I'm just looking forward to racing her. I prefer to race against people who are good and will give me a good race than just go and win easily. I like a challenge. I think she's an awesome athlete, but she can't win every time. I just like testing myself and my limits and seeing where I am in relation to people like that.

21. Coming from a foreign country, can you give an assessment of American talent?

The country is a lot bigger so there are more athletes out there running. Especially girls. In Scotland, there is only a handful. As you get nearer to the top, there is probably the same proportion of elite runners as there are middle of the road runners. One thing that makes me sad about the American system, is that some of these girls will not be running after they finish college. NCAA's is their main goal and that's all they are going to do. They don't aspire to take it any further which is kind of sad.

22. Why do you think they have that attitude?

I think a lot of people are in it to get a scholarship and pay their way to college. As soon as they finish, they don't need to run anymore and they just want to go out there and get a job. I think a lot of it is because they've been pushed since high school. They've been in a rigid program and told what to do all the time. It can put a lot of people off carrying on into later life.

23. What's given you the inspiration to keep going?

What motivates me is achieving things and getting out there and running. When I was at St. Andrew's, they didn't even have athletic scholarships. I was out there twice a day for the fun of it. Sometimes, I wouldn't even race for a season. I'd just be enjoying the running and testing myself to see how far I could go. I don't know. That's why I do it.

24. Socially, how is running taken in Scotland compare to the US?

I think the running scene is the same in both places.
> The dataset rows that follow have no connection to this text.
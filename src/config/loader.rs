// src/config/loader.rs

use std::fs;
use std::path::{Path, PathBuf};

use tracing::debug;

use crate::config::model::{AgentConfig, RawAgentConfig};
use crate::errors::Result;

/// Load a configuration file from a given path and return the raw
/// `RawAgentConfig`.
///
/// This only performs TOML deserialization; it does **not** perform semantic
/// validation. Use [`load_and_validate`] for that.
pub fn load_from_path(path: impl AsRef<Path>) -> Result<RawAgentConfig> {
    let path = path.as_ref();
    let contents = fs::read_to_string(path)?;

    let config: RawAgentConfig = toml::from_str(&contents)?;

    Ok(config)
}

/// Load a configuration file from path and validate it.
pub fn load_and_validate(path: impl AsRef<Path>) -> Result<AgentConfig> {
    let raw_config = load_from_path(&path)?;
    let config = AgentConfig::try_from(raw_config)?;
    Ok(config)
}

/// Load the configuration the CLI asked for.
///
/// An explicitly given path must exist. Without one, [`default_config_path`]
/// is used if present and built-in defaults otherwise.
pub fn load_for_cli(explicit: Option<&Path>) -> Result<AgentConfig> {
    match explicit {
        Some(path) => load_and_validate(path),
        None => {
            let path = default_config_path();
            if path.exists() {
                load_and_validate(&path)
            } else {
                debug!(path = ?path, "no config file found; using defaults");
                AgentConfig::try_from(RawAgentConfig::default())
            }
        }
    }
}

/// Config file looked up in the current working directory.
pub fn default_config_path() -> PathBuf {
    PathBuf::from("Agent.toml")
}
Camaraderie and friendly rivalries within the running community.

25. Do you consider yourself a track runner or a cross country runner?

I don't think I've been racing enough to find out what I'm best at. I just want to be good at everything. Maybe later, I'll find out which one is my forte. Right now, I just think a bit of everything.
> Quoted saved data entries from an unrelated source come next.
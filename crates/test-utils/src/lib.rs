pub mod builders;
pub mod fake_executor;
pub mod recording_store;

use std::sync::Once;
use tracing_subscriber::{EnvFilter, fmt};

static INIT: Once = Once::new();

/// Initialise tracing for tests.
///
/// - Uses `with_test_writer()`, so logs are captured per-test.
/// - The Rust test harness only prints captured output for **failing** tests
///   (unless you run with `-- --nocapture`).
///
/// Enable levels with e.g.:
/// `RUST_LOG=debug cargo test`
pub fn init_tracing() {
    INIT.call_once(|| {
        let filter =
            EnvFilter::try_from_default_env().unwrap_or_else(|_| EnvFilter::new("info"));

        fmt()
            .with_env_filter(filter)
            .with_test_writer() // print only for failing tests unless --nocapture
            .with_target(true)
            .init();
    });
}

/// Run a future with a 5-second timeout.
pub async fn with_timeout<F, T>(f: F) -> T
where
    F: std::future::Future<Output = T>,
{
    tokio::time::timeout(std::time::Duration::from_secs(5), f)
        .await
        .expect("Test timed out after 5 seconds")
}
26. What is your strength?

I think it's got to be my aerobic fitness because I do so much mileage. I think my cardiovascular system is pretty good. The only bit that gives out in a race is my legs. I just have to work on my strength. I've worked hard in the weight room this year and changed my weight workout a lot. I think that's really helping me.

27. In races, when it comes down to having to go, do you have confidence in your speed?

No. Not at all. I don't feel I have much of a kick at all. If anyone had told me that I was going to win that prenationals race by kicking at the end, I would have laughed in their face because I just have no kick. I think I can sustain a fast pace for quite a long time. If I start going with a kilometer to go and keep building up, I can get rid of people. If I try to switch it on with 100 meters to go, I'd be nowhere.

28. Is that something typical of Scotlanders?

I don't know [laughing].

29. Is that something that you are working on and has it improved with your weight work?

I think so. Yeah.

30. What kind of 1500 meter speed do you have?

Slow. My mile PR is like 5:01. I ran 5:04 at the end of a mile repeat workout. I just can't seem to run any faster. That was last season so maybe if I try it, I'd do a bit better. I just don't have that kind of pace.

31. What are your chances for nationals?

I have no idea. I don't even want to think about it.